Besoin d’un antivirus ? Inutile, aujourd’hui, d’essayer d’acheter français : notre pays n’en fabrique pas. Ni pour les particuliers, ni pour les sociétés ou les administrations. Mais en 2014, le programme DAVFI (prononcez « daffy ») doit permettre la naissance du premier logiciel hexagonal. Ce projet, qui inclut notamment le laboratoire de cryptologie et de virologie opérationnelles de l’école d’ingénieurs ESIEA (dirigé à Laval par Eric Filiol), sera dirigé par la société Nov’IT, spécialisée dans la sécurisation des réseaux informatiques ; son président Jérôme Notin a répondu à nos questions.
Sciences et Avenir: un antivirus français, pour quoi faire ?
Jérôme Notin: parce qu’il n’en existe pas aujourd’hui. Le marché est dominé par une poignée de grosses sociétés*, il y a aussi quelques acteurs locaux – je pense à des sociétés sud-coréenne, espagnole, indienne - mais la France n’est pas encore représentée.
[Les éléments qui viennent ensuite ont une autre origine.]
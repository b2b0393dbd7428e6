use anyhow::{Context, bail};
use clap::Parser;
use env_logger::Env;
use log::{error, info, warn};
use rawvid::{
    DecodedFrame, FrameNum, FrameRate, RawVideo, VideoInfo, VideoPlayer, VideoSpec,
    playback::{Playback, Seek},
};
use std::{path::PathBuf, sync::Arc, time::Duration};
use tokio::{
    io::{AsyncBufReadExt, BufReader},
    sync::mpsc,
    time::{self, MissedTickBehavior},
};

pub const APP_TITLE_AND_VERSION: &str =
    concat!(env!("CARGO_PKG_NAME"), " v", env!("CARGO_PKG_VERSION"));

/// Plays and trims headerless raw video files.
///
/// Files ending in `.yuv` are read as planar YUV 4:2:0, anything else as
/// packed RGB24. While playing, commands are read from stdin: `p` (or a
/// lone space) play/pause, `n` next, `b` previous, `g <n>` go to,
/// `[ <n>` / `] <n>` selection marks, `c` crop to selection, `s <png>`
/// snapshot, `q` quit.
#[derive(Parser, Debug)]
#[command(version, about, disable_help_flag = true)]
struct Args {
    /// Raw video file.
    #[arg(required_unless_present = "spec")]
    file: Option<PathBuf>,

    /// Video width in pixels.
    #[arg(short, long, default_value_t = 640)]
    width: u32,

    /// Video height in pixels.
    #[arg(short = 'h', long, default_value_t = 480)]
    height: u32,

    /// Frame rate, e.g. `30`, `29.97` or `30000/1001`.
    #[arg(short, long, alias = "frameRate", default_value_t = FrameRate::DEFAULT)]
    frame_rate: FrameRate,

    /// JSON file with `path`, `width`, `height` and optional `frameRate`.
    #[arg(long, conflicts_with = "file")]
    spec: Option<PathBuf>,

    /// Keep only frames START..=END (1-based), then exit.
    #[arg(long, num_args = 2, value_names = ["START", "END"])]
    crop: Option<Vec<u64>>,

    /// Write frame FRAME as a PNG to `--output`, then exit.
    #[arg(long, value_name = "FRAME", requires = "output")]
    snapshot: Option<i64>,

    /// Destination of `--snapshot`.
    #[arg(short, long, value_name = "PNG")]
    output: Option<PathBuf>,

    /// Start paused instead of playing.
    #[arg(long)]
    paused: bool,

    /// Print help.
    #[arg(long, action = clap::ArgAction::Help)]
    help: Option<bool>,
}

impl Args {
    fn video_spec(&self) -> anyhow::Result<VideoSpec> {
        match (&self.spec, &self.file) {
            (Some(spec), _) => VideoSpec::from_json_file(spec),
            (None, Some(file)) => {
                Ok(VideoSpec::new(file, self.width, self.height).with_frame_rate(self.frame_rate))
            }
            (None, None) => bail!("no video file given"),
        }
    }

    fn is_batch(&self) -> bool {
        self.crop.is_some() || self.snapshot.is_some()
    }
}

#[derive(Debug)]
pub enum AppEvent {
    Seek(Seek),
    TogglePlay,
    MarkStart(u64),
    MarkEnd(u64),
    CropSelection,
    Snapshot(PathBuf),
    Quit,
    InputClosed,
    Decoded(rawvid::Result<Option<DecodedFrame>>),
    Cropped(rawvid::Result<VideoInfo>),
}

impl AppEvent {
    fn parse_command(line: &str) -> Result<Option<Self>, String> {
        let mut words = line.split_whitespace();
        let Some(command) = words.next() else {
            // A line holding only the space bar toggles, a bare enter does nothing.
            return Ok(line.contains(' ').then_some(Self::TogglePlay));
        };
        let number = |word: Option<&str>| {
            word.and_then(|word| word.parse::<i64>().ok())
                .ok_or_else(|| format!("\"{command}\" needs a frame number"))
        };

        let event = match command {
            "p" | "space" | "play" | "pause" => Self::TogglePlay,
            "n" | "." | "next" => Self::Seek(Seek::Next),
            "b" | "," | "prev" => Self::Seek(Seek::Prev),
            "first" | "home" => Self::Seek(Seek::First),
            "last" | "end" => Self::Seek(Seek::Last),
            "g" | "goto" => Self::Seek(Seek::To(number(words.next())?)),
            "[" => Self::MarkStart(number(words.next())?.max(0) as u64),
            "]" => Self::MarkEnd(number(words.next())?.max(0) as u64),
            "c" | "crop" => Self::CropSelection,
            "s" | "snapshot" => match words.next() {
                Some(path) => Self::Snapshot(PathBuf::from(path)),
                None => return Err("\"s\" needs an output path".to_owned()),
            },
            "q" | "quit" | "esc" => Self::Quit,
            other => return Err(format!("unknown command \"{other}\"")),
        };
        Ok(Some(event))
    }
}

struct MainApp {
    player: Arc<VideoPlayer>,
    playback: Playback,
    frame_interval: Duration,
    current: FrameNum,
    shown: Option<DecodedFrame>,
    input_closed: bool,
    event_sender: mpsc::UnboundedSender<AppEvent>,
    event_receiver: mpsc::UnboundedReceiver<AppEvent>,
}

impl MainApp {
    pub fn new(spec: VideoSpec, paused: bool) -> anyhow::Result<Self> {
        info!("starting up!");
        info!(
            "{}x{} at {:.3} fps",
            spec.width,
            spec.height,
            spec.frame_rate.fps()
        );
        let frame_interval = spec.frame_rate.frame_interval();
        let player = Arc::new(VideoPlayer::new());
        let (info, first) = player
            .open(spec)
            .context("failed to open raw video")?;

        let mut playback = Playback::new(info.layout.total_frames);
        if !paused {
            playback.play();
        }

        let (event_sender, event_receiver) = mpsc::unbounded_channel();
        Ok(Self {
            player,
            playback,
            frame_interval,
            current: info.current_frame,
            shown: first,
            input_closed: false,
            event_sender,
            event_receiver,
        })
    }

    fn spawn_command_reader(&self) {
        let sender = self.event_sender.clone();
        tokio::spawn(async move {
            let mut lines = BufReader::new(tokio::io::stdin()).lines();
            while let Ok(Some(line)) = lines.next_line().await {
                match AppEvent::parse_command(&line) {
                    Ok(Some(event)) => {
                        if sender.send(event).is_err() {
                            return;
                        }
                    }
                    Ok(None) => {}
                    Err(msg) => warn!("{msg}"),
                }
            }
            let _ = sender.send(AppEvent::InputClosed);
        });
    }

    pub async fn run_loop(&mut self) {
        self.spawn_command_reader();

        let mut ticker = time::interval(self.frame_interval);
        ticker.set_missed_tick_behavior(MissedTickBehavior::Skip);

        loop {
            if self.input_closed && !self.playback.is_playing() {
                break;
            }

            tokio::select! {
                _ = ticker.tick(), if self.playback.is_playing() => self.request_frame(Seek::Next),
                event = self.event_receiver.recv() => match event {
                    Some(AppEvent::Quit) | None => break,
                    Some(event) => self.handle_event(event),
                },
            }
        }

        self.playback.stop();
        self.player.close();
        info!("bye!");
    }

    fn handle_event(&mut self, event: AppEvent) {
        match event {
            AppEvent::Seek(seek) => self.request_frame(seek),
            AppEvent::TogglePlay => {
                self.playback.toggle();
                info!("{}", self.playback.state());
            }
            AppEvent::MarkStart(frame) => {
                self.playback.set_selection_start(frame);
                self.log_selection();
                self.request_frame(Seek::First);
            }
            AppEvent::MarkEnd(frame) => {
                self.playback.set_selection_end(frame);
                self.log_selection();
                self.request_frame(Seek::Last);
            }
            AppEvent::CropSelection => self.crop_selection(),
            AppEvent::Snapshot(path) => self.snapshot(path),
            AppEvent::Decoded(Ok(Some(frame))) => self.show(frame),
            AppEvent::Decoded(Ok(None)) => {}
            AppEvent::Decoded(Err(err)) => error!("failed to decode frame: {err}"),
            AppEvent::Cropped(Ok(info)) => {
                info!("video now has {} frames", info.layout.total_frames);
                self.playback.reset(info.layout.total_frames);
                self.request_frame(Seek::To(1));
            }
            AppEvent::Cropped(Err(err)) => error!("crop failed: {err}"),
            AppEvent::InputClosed => self.input_closed = true,
            AppEvent::Quit => {}
        }
    }

    /// Decodes on the blocking pool; the player drops the request if a
    /// previous decode is still running.
    fn request_frame(&self, seek: Seek) {
        let target = self.playback.target(seek, self.current);
        let player = Arc::clone(&self.player);
        let sender = self.event_sender.clone();
        tokio::task::spawn_blocking(move || {
            let _ = sender.send(AppEvent::Decoded(player.try_decode(target)));
        });
    }

    fn show(&mut self, frame: DecodedFrame) {
        self.current = frame.index;
        self.playback.frame_shown(frame.index);
        info!(
            "frame {}/{}{}",
            frame.index,
            self.playback.total_frames(),
            if self.playback.is_playing() { "" } else { " (paused)" }
        );
        self.shown = Some(frame);
    }

    fn crop_selection(&mut self) {
        let selection = self.playback.selection();
        self.playback.pause();

        let player = Arc::clone(&self.player);
        let sender = self.event_sender.clone();
        tokio::task::spawn_blocking(move || {
            let result = player.crop(selection.first().0, selection.last().0);
            let _ = sender.send(AppEvent::Cropped(result));
        });
    }

    fn snapshot(&self, path: PathBuf) {
        let Some(frame) = &self.shown else {
            warn!("nothing shown yet");
            return;
        };
        match frame.image.save_png(&path) {
            Ok(()) => info!("saved frame {} to \"{}\"", frame.index, path.display()),
            Err(err) => error!("failed to save \"{}\": {err}", path.display()),
        }
    }

    fn log_selection(&self) {
        let selection = self.playback.selection();
        info!("selection {}..={}", selection.first(), selection.last());
    }
}

fn run_batch(args: &Args, spec: VideoSpec) -> anyhow::Result<()> {
    let path = spec.path.clone();
    let mut video = RawVideo::open(spec)
        .with_context(|| format!("failed to open \"{}\"", path.display()))?;

    if let Some(range) = &args.crop {
        let &[start, end] = range.as_slice() else {
            bail!("--crop takes exactly START and END");
        };
        video
            .crop(start, end)
            .with_context(|| format!("failed to crop \"{}\"", path.display()))?;
    }

    if let (Some(frame), Some(output)) = (args.snapshot, &args.output) {
        let decoded = video.decode(frame).context("failed to decode frame")?;
        decoded
            .image
            .save_png(output)
            .with_context(|| format!("failed to write \"{}\"", output.display()))?;
        info!("saved frame {} to \"{}\"", decoded.index, output.display());
    }

    video.close();
    Ok(())
}

#[tokio::main(flavor = "current_thread")]
async fn main() -> anyhow::Result<()> {
    env_logger::Builder::from_env(Env::default().default_filter_or("info")).init();
    let args = Args::parse();
    info!("{APP_TITLE_AND_VERSION}");

    let spec = args.video_spec()?;
    if args.is_batch() {
        return run_batch(&args, spec);
    }

    MainApp::new(spec, args.paused)?.run_loop().await;
    Ok(())
}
C’est pourtant un marché qui brasse des sommes considérables. En 2014, on estime que les dépenses pour un équipement en antivirus, pour les particuliers, les entreprises et les administrations, devraient atteindre 300 millions d’euros. Rien que pour la France !
Pourquoi avoir opté pour un logiciel libre ?
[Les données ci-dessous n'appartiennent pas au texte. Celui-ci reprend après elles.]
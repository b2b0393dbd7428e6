use super::{RawLayout, RgbaFrame, VideoInfo, pixel, probe_layout_sync};
use crate::{
    error::{RawVideoError, Result},
    project::{FrameNum, FrameRate, VideoSpec},
};
use log::{debug, info};
use std::{
    fs::File,
    io::{Read, Seek, SeekFrom},
    path::Path,
};

/// Undecoded bytes of a single frame, exactly one frame long.
#[derive(Debug, Clone, PartialEq, Eq)]
pub struct RawFrame {
    pub index: FrameNum,
    pub data: Vec<u8>,
}

#[derive(Debug, Clone, PartialEq, Eq)]
pub struct DecodedFrame {
    pub index: FrameNum,
    pub image: RgbaFrame,
}

/// An open headerless raw video. Owns its file; every frame access goes
/// through `&mut self`.
#[derive(Debug)]
pub struct RawVideo {
    pub(super) spec: VideoSpec,
    pub(super) layout: RawLayout,
    current: FrameNum,
    file: Option<File>,
    first_frame: Option<DecodedFrame>,
}

impl RawVideo {
    /// Opens `spec.path`, derives its layout and decodes frame 1 right away so
    /// there is always something to show.
    pub fn open(spec: VideoSpec) -> Result<Self> {
        let layout = probe_layout_sync(&spec)?;
        let file =
            File::open(&spec.path).map_err(|err| RawVideoError::file_access(&spec.path, err))?;

        info!(
            "opened raw video \"{}\" ({} {}x{}) with {} frames",
            spec.path.display(),
            layout.format,
            spec.width,
            spec.height,
            layout.total_frames
        );

        let mut video = Self {
            spec,
            layout,
            current: FrameNum(0),
            file: Some(file),
            first_frame: None,
        };
        video.first_frame = Some(video.decode(FrameNum::FIRST.as_request())?);
        Ok(video)
    }

    pub fn path(&self) -> &Path {
        &self.spec.path
    }

    pub fn width(&self) -> u32 {
        self.spec.width
    }

    pub fn height(&self) -> u32 {
        self.spec.height
    }

    pub fn frame_rate(&self) -> FrameRate {
        self.spec.frame_rate
    }

    pub fn layout(&self) -> RawLayout {
        self.layout
    }

    pub fn total_frames(&self) -> u64 {
        self.layout.total_frames
    }

    pub fn current_frame(&self) -> FrameNum {
        self.current
    }

    pub fn is_open(&self) -> bool {
        self.file.is_some()
    }

    pub fn info(&self) -> VideoInfo {
        VideoInfo {
            path: self.spec.path.clone(),
            width: self.spec.width,
            height: self.spec.height,
            frame_rate: self.spec.frame_rate,
            layout: self.layout,
            current_frame: self.current,
        }
    }

    /// Frame 1 as decoded by `open`, handed out once.
    pub fn take_first_frame(&mut self) -> Option<DecodedFrame> {
        self.first_frame.take()
    }

    /// Reads the frame closest to `request`: anything before the first frame
    /// reads frame 1, anything past the end reads the last frame.
    pub fn read_frame(&mut self, request: i64) -> Result<RawFrame> {
        self.ensure_open()?;
        let index = FrameNum::clamped(request, self.layout.total_frames);
        let mut data = vec![0u8; self.layout.frame_size as usize];
        self.read_into(index, &mut data)
            .map_err(|err| RawVideoError::file_access(&self.spec.path, err))?;

        self.current = index;
        Ok(RawFrame { index, data })
    }

    pub fn decode(&mut self, request: i64) -> Result<DecodedFrame> {
        let raw = self.read_frame(request)?;
        let image = pixel::convert(
            &raw.data,
            self.spec.width,
            self.spec.height,
            self.layout.format,
        )?;
        debug!("decoded frame {}/{}", raw.index, self.layout.total_frames);

        Ok(DecodedFrame {
            index: raw.index,
            image,
        })
    }

    /// Releases the file. Calling it again is a no-op.
    pub fn close(&mut self) {
        if self.file.take().is_some() {
            self.first_frame = None;
            info!("closed raw video \"{}\"", self.spec.path.display());
        }
    }

    /// Reads exactly one frame at `index` into `buf`.
    pub(super) fn read_into(&mut self, index: FrameNum, buf: &mut [u8]) -> std::io::Result<()> {
        let offset = index.byte_offset(self.layout.frame_size);
        let file = self.file.as_mut().ok_or_else(|| {
            std::io::Error::new(std::io::ErrorKind::NotConnected, "video is closed")
        })?;
        file.seek(SeekFrom::Start(offset))?;
        file.read_exact(buf)
    }

    pub(super) fn ensure_open(&self) -> Result<()> {
        if self.is_open() {
            Ok(())
        } else {
            Err(RawVideoError::Closed)
        }
    }
}

#[cfg(test)]
mod tests {
    use super::*;
    use crate::raw_interop::{PixelFormat, testing::write_numbered_frames};

    fn open_numbered(frames: u8) -> (tempfile::TempDir, RawVideo) {
        let dir = tempfile::tempdir().unwrap();
        let path = dir.path().join("clip.rgb");
        write_numbered_frames(&path, 12, frames, 0);
        let video = RawVideo::open(VideoSpec::new(&path, 2, 2)).unwrap();
        (dir, video)
    }

    #[test]
    fn open_shows_first_frame() {
        let (_dir, mut video) = open_numbered(5);
        assert_eq!(video.total_frames(), 5);
        assert_eq!(video.current_frame(), FrameNum(1));
        assert_eq!(video.layout().format, PixelFormat::Rgb24);

        let first = video.take_first_frame().unwrap();
        assert_eq!(first.index, FrameNum(1));
        assert_eq!(first.image.pixel(1, 1), [1, 1, 1, 255]);
        assert!(video.take_first_frame().is_none());
    }

    #[test]
    fn reads_first_and_last() {
        let (_dir, mut video) = open_numbered(5);

        let first = video.read_frame(1).unwrap();
        assert_eq!(first.data, vec![1; 12]);

        let last = video.read_frame(5).unwrap();
        assert_eq!(last.index, FrameNum(5));
        assert_eq!(last.data, vec![5; 12]);
        assert_eq!(video.current_frame(), FrameNum(5));
    }

    #[test]
    fn out_of_range_requests_clamp() {
        let (_dir, mut video) = open_numbered(5);

        let before = video.read_frame(0).unwrap();
        assert_eq!(before.index, FrameNum(1));
        assert_eq!(before.data, vec![1; 12]);

        let after = video.read_frame(5 + 5).unwrap();
        assert_eq!(after.index, FrameNum(5));
        assert_eq!(video.current_frame(), FrameNum(5));
        assert_eq!(after.data, vec![5; 12]);
    }

    #[test]
    fn decode_after_read_moves_forward() {
        let (_dir, mut video) = open_numbered(3);
        video.read_frame(2).unwrap();
        assert_eq!(video.current_frame(), FrameNum(2));

        let decoded = video.decode(video.current_frame().as_request() + 1).unwrap();
        assert_eq!(decoded.index, FrameNum(3));
        assert_eq!(decoded.image.pixel(0, 0), [3, 3, 3, 255]);
    }

    #[test]
    fn close_twice_then_read() {
        let (_dir, mut video) = open_numbered(2);
        video.close();
        video.close();
        assert!(!video.is_open());

        let err = video.read_frame(1).unwrap_err();
        assert!(matches!(err, RawVideoError::Closed));
    }

    #[test]
    fn empty_file_fails_to_open() {
        let dir = tempfile::tempdir().unwrap();
        let path = dir.path().join("empty.yuv");
        std::fs::write(&path, b"").unwrap();

        let err = RawVideo::open(VideoSpec::new(&path, 4, 4)).unwrap_err();
        assert!(matches!(err, RawVideoError::EmptyOrTruncatedFile { size: 0, .. }));
    }
}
Parce qu’un programme dont le code est ouvert est du type « je dis ce que je fais, je fais ce que je dis ». Autrement dit, chacun pourra constater la façon dont il fonctionne. C’est important parce que la fonction d’un antivirus est de fouiller tous les documents d’une machine sur laquelle il est installé : mails, documents Word, PDF, etc. Un antivirus libre, c’est l’assurance que ses informations personnelles et confidentielles ne seront pas cryptées et envoyées sur des serveurs où elles n’ont rien à faire. Tous les programmes aujourd’hui sur le marché ne peuvent pas en dire autant !
Mais si le code de l’antivirus est ouvert à tous, cela signifie qu’un pirate pourrait sciemment perturber le fonctionnement du programme. Vous allez faire entrer le loup dans la bergerie, non ?
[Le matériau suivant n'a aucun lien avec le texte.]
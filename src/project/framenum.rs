use derive_more::{Display, From, Into};
use serde::{Deserialize, Serialize};

/// 1-based index of a frame inside a raw video file.
#[derive(
    Debug,
    Display,
    From,
    Into,
    Copy,
    Clone,
    PartialEq,
    Eq,
    Hash,
    PartialOrd,
    Ord,
    Serialize,
    Deserialize,
)]
pub struct FrameNum(pub u64);

impl FrameNum {
    pub const FIRST: Self = Self(1);

    /// Clamps a navigation request into `[1, total]`. Requests outside the
    /// video (before the first frame, past the last) are normal and never an
    /// error.
    pub fn clamped(request: i64, total: u64) -> Self {
        let total = total.max(1);
        if request < 1 {
            Self::FIRST
        } else {
            Self((request as u64).min(total))
        }
    }

    /// Byte offset of this frame for frames of `frame_size` bytes.
    pub fn byte_offset(self, frame_size: u64) -> u64 {
        self.0.saturating_sub(1) * frame_size
    }

    pub fn as_request(self) -> i64 {
        self.0 as i64
    }
}

#[cfg(test)]
mod tests {
    use super::*;

    #[test]
    fn clamps_into_video() {
        assert_eq!(FrameNum::clamped(0, 5), FrameNum(1));
        assert_eq!(FrameNum::clamped(-3, 5), FrameNum(1));
        assert_eq!(FrameNum::clamped(3, 5), FrameNum(3));
        assert_eq!(FrameNum::clamped(10, 5), FrameNum(5));
    }

    #[test]
    fn offsets_are_frame_granular() {
        assert_eq!(FrameNum(1).byte_offset(12), 0);
        assert_eq!(FrameNum(4).byte_offset(12), 36);
    }
}
use super::FrameRate;
use serde::{Deserialize, Serialize};
use std::{fs, path::PathBuf};

/// Everything needed to open a headerless raw video: the bytes on disk say
/// nothing about geometry, so the caller has to.
#[derive(Debug, Clone, PartialEq, Eq, Serialize, Deserialize)]
#[serde(rename_all = "camelCase")]
pub struct VideoSpec {
    pub path: PathBuf,
    pub width: u32,
    pub height: u32,
    #[serde(default)]
    pub frame_rate: FrameRate,
}

impl VideoSpec {
    pub fn new(path: impl Into<PathBuf>, width: u32, height: u32) -> Self {
        Self {
            path: path.into(),
            width,
            height,
            frame_rate: FrameRate::default(),
        }
    }

    pub fn with_frame_rate(mut self, frame_rate: FrameRate) -> Self {
        self.frame_rate = frame_rate;
        self
    }

    /// Reads a spec from a JSON file. Relative video paths resolve against
    /// the directory holding the JSON file.
    pub fn from_json_file(path: impl Into<PathBuf>) -> anyhow::Result<Self> {
        use anyhow::Context;

        let path = path.into();
        let text = fs::read_to_string(&path)
            .with_context(|| format!("failed to read video spec \"{}\"", path.display()))?;
        let mut spec: Self = serde_json::from_str(&text)
            .with_context(|| format!("failed to parse video spec \"{}\"", path.display()))?;

        if spec.path.is_relative() {
            if let Some(dir) = path.parent() {
                spec.path = dir.join(&spec.path);
            }
        }
        Ok(spec)
    }
}

#[cfg(test)]
mod tests {
    use super::*;

    #[test]
    fn frame_rate_defaults_to_thirty() {
        let spec: VideoSpec =
            serde_json::from_str(r#"{ "path": "clip.yuv", "width": 640, "height": 480 }"#)
                .unwrap();
        assert_eq!(spec, VideoSpec::new("clip.yuv", 640, 480));
        assert_eq!(spec.frame_rate, FrameRate::new(30, 1));
    }

    #[test]
    fn frame_rate_as_plain_number() {
        let spec = |rate: &str| {
            let json = format!(r#"{{ "path": "clip.yuv", "width": 640, "height": 480, "frameRate": {rate} }}"#);
            serde_json::from_str::<VideoSpec>(&json)
        };
        assert_eq!(spec("25").unwrap().frame_rate, FrameRate::new(25, 1));
        assert_eq!(spec("29.97").unwrap().frame_rate, FrameRate::new(29970, 1000));
        assert!(spec(r#"{ "num": 0, "den": 1 }"#).is_err());
    }

    #[test]
    fn loads_relative_to_spec_file() {
        let dir = tempfile::tempdir().unwrap();
        let json = dir.path().join("clip.json");
        fs::write(
            &json,
            r#"{ "path": "clip.rgb", "width": 4, "height": 2, "frameRate": 25 }"#,
        )
        .unwrap();

        let spec = VideoSpec::from_json_file(&json).unwrap();
        assert_eq!(spec.path, dir.path().join("clip.rgb"));
        assert_eq!(spec.frame_rate, FrameRate::new(25, 1));
    }
}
La question est légitime, mais je pense que ce risque est minime. Il y aura toujours des personnes pour développer des codes malveillants, mais la nature ouverte de l’antivirus fera que la communauté des programmateurs pourra les repérer. Ça peut paraître paradoxal, mais je suis persuadé que les logiciels ouverts sont bien plus sécurisés que les logiciels fermés. Voyez Linux par rapport à Windows ! Ce sont des programmes que l’on peut vraiment adapter à ses besoins, dans lesquels les bugs sont plus facilement traçables… Un programme fermé, c’est un peu comme un plat que l’on vous amène tout fait au restaurant. S’il est trop cuit ou que la sauce ne vous plaît pas, c’est trop tard. En revanche, si vous avez accès à la cuisine pour mettre la main à la pâte, le résultat sera plus conforme à vos goûts. C’est ça, le logiciel libre !
*Comme Symantec, McAfee ou Trend Micro.